Of the records that follow, copy only the lines from the line containing "type T removed." to the line containing "let mut merged = self.clone();", both included, exactly as written.

---------- The records ----------

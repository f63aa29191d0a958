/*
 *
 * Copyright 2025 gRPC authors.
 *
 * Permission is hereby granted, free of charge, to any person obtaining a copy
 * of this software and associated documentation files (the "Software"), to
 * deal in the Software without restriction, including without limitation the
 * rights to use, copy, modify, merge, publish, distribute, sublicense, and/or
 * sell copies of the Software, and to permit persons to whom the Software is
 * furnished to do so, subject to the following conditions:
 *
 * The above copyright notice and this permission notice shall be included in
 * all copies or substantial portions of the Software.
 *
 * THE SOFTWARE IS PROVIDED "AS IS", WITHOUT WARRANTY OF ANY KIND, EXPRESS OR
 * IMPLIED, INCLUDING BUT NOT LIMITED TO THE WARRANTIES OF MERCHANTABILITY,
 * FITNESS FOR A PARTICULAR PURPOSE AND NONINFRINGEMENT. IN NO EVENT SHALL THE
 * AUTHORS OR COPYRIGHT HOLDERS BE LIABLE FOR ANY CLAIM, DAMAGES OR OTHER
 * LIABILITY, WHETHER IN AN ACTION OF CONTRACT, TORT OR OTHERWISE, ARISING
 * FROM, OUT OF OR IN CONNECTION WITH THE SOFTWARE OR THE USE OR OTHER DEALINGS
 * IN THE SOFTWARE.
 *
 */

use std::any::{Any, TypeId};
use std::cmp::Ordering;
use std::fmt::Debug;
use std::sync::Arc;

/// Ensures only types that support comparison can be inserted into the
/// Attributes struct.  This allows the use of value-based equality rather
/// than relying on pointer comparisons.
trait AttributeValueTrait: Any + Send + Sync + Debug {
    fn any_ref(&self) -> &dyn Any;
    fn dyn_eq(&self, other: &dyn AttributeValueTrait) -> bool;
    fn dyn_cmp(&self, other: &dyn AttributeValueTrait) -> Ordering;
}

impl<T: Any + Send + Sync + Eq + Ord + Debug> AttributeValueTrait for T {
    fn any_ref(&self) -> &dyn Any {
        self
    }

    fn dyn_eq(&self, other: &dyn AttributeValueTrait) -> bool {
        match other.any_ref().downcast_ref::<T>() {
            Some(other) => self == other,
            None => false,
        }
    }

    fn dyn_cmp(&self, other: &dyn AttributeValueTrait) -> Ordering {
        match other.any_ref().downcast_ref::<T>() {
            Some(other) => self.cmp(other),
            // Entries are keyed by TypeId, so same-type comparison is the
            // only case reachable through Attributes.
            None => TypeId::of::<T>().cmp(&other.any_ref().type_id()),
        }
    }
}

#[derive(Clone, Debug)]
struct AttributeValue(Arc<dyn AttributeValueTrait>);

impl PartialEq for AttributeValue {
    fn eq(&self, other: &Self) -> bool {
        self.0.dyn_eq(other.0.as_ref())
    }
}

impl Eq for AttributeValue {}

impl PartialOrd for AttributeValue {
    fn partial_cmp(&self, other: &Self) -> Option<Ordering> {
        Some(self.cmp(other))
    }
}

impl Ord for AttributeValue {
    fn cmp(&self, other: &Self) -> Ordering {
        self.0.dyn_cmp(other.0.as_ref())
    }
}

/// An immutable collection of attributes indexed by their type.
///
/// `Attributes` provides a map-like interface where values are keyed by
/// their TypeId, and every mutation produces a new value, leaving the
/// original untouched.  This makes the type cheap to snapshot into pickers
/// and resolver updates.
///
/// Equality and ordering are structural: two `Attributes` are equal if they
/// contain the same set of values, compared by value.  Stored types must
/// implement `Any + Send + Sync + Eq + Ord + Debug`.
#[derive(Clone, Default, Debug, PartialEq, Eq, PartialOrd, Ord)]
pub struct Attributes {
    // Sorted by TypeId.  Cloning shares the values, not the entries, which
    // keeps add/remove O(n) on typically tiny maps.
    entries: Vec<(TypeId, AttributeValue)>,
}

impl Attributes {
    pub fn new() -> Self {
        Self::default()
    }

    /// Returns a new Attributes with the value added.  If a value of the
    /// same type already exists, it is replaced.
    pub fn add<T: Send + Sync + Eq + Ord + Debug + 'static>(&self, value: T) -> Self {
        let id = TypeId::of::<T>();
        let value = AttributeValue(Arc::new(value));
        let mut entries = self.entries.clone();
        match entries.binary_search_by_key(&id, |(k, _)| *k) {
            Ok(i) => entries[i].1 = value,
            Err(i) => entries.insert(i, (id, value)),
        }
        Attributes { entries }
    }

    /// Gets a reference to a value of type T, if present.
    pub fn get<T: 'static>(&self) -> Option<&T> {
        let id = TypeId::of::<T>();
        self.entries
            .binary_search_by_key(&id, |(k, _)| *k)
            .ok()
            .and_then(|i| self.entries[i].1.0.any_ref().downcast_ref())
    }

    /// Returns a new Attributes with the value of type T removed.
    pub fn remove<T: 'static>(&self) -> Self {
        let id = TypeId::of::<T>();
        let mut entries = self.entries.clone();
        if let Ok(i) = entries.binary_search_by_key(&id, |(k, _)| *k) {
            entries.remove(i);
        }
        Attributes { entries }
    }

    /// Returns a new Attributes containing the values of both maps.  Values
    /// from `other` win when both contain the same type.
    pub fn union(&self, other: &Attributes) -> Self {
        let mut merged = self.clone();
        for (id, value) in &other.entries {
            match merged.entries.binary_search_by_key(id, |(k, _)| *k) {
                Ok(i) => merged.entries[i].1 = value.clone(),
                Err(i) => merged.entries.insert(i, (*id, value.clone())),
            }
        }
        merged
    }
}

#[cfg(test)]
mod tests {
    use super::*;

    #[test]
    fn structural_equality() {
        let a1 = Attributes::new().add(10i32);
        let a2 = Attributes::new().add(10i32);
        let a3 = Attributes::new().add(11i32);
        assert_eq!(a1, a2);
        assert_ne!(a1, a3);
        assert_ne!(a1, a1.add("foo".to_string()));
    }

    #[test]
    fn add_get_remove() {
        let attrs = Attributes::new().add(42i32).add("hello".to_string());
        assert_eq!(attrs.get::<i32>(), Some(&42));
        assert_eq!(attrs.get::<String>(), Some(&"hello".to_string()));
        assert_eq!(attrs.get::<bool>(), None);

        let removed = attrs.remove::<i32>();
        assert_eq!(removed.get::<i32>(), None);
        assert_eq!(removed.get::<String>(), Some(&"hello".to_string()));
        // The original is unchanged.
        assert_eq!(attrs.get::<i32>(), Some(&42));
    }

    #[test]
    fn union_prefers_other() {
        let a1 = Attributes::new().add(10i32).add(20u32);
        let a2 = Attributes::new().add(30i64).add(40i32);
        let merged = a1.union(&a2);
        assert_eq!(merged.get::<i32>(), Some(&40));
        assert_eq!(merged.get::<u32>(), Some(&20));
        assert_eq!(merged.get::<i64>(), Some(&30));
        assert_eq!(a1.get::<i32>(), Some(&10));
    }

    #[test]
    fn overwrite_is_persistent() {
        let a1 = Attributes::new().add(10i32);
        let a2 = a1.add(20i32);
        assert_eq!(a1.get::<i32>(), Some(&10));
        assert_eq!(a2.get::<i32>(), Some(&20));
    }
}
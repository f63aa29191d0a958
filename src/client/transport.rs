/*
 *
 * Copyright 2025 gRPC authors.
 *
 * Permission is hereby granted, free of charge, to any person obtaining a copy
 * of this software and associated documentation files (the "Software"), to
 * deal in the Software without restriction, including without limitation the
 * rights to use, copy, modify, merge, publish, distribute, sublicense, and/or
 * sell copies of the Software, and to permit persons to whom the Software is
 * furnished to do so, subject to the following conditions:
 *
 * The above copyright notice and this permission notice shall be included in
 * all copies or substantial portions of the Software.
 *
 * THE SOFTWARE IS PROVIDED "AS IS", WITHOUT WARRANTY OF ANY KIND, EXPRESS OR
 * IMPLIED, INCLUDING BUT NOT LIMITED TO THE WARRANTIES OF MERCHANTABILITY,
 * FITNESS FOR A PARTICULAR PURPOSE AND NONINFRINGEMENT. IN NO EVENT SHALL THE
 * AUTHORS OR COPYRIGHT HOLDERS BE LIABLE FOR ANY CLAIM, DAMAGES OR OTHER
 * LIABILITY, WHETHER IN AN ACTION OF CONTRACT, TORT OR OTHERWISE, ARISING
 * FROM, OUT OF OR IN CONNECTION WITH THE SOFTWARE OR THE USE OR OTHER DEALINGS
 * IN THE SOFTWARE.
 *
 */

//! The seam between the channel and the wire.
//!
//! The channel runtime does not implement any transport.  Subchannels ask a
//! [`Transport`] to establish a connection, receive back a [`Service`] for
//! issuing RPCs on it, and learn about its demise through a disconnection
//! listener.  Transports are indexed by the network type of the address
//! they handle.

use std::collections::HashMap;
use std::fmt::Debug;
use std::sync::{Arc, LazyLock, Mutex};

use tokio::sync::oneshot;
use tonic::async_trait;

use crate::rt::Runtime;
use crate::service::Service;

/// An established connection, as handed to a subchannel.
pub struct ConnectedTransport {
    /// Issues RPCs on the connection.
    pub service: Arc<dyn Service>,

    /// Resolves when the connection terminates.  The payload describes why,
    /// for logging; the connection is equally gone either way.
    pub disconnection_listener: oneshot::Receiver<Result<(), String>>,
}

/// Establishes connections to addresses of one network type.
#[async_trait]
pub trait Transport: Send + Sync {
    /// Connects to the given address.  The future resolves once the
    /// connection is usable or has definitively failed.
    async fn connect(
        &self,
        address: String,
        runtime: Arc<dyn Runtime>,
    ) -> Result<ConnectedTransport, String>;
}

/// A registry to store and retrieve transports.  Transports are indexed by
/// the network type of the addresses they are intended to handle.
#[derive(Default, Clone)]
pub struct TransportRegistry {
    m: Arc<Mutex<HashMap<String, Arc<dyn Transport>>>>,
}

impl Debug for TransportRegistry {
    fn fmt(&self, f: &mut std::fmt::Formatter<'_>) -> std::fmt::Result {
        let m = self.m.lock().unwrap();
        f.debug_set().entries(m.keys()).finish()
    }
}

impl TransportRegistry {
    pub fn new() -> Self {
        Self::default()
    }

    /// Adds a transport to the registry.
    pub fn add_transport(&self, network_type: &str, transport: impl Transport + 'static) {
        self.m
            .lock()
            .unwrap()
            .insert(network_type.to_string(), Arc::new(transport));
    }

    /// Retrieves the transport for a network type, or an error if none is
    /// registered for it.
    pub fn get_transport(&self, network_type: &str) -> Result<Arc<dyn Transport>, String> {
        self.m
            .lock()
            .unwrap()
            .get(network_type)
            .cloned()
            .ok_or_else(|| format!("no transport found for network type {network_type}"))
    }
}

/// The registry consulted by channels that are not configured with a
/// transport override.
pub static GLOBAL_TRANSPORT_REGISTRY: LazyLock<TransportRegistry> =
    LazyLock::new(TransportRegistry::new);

----------

▶ Exercise response:
    /// Returns a new Attributes with the value of type T removed.
    pub fn remove<T: 'static>(&self) -> Self {
        let id = TypeId::of::<T>();
        let mut entries = self.entries.clone();
        if let Ok(i) = entries.binary_search_by_key(&id, |(k, _)| *k) {
            entries.remove(i);
        }
        Attributes { entries }
    }

    /// Returns a new Attributes containing the values of both maps.  Values
    /// from `other` win when both contain the same type.
    pub fn union(&self, other: &Attributes) -> Self {
        let mut merged = self.clone();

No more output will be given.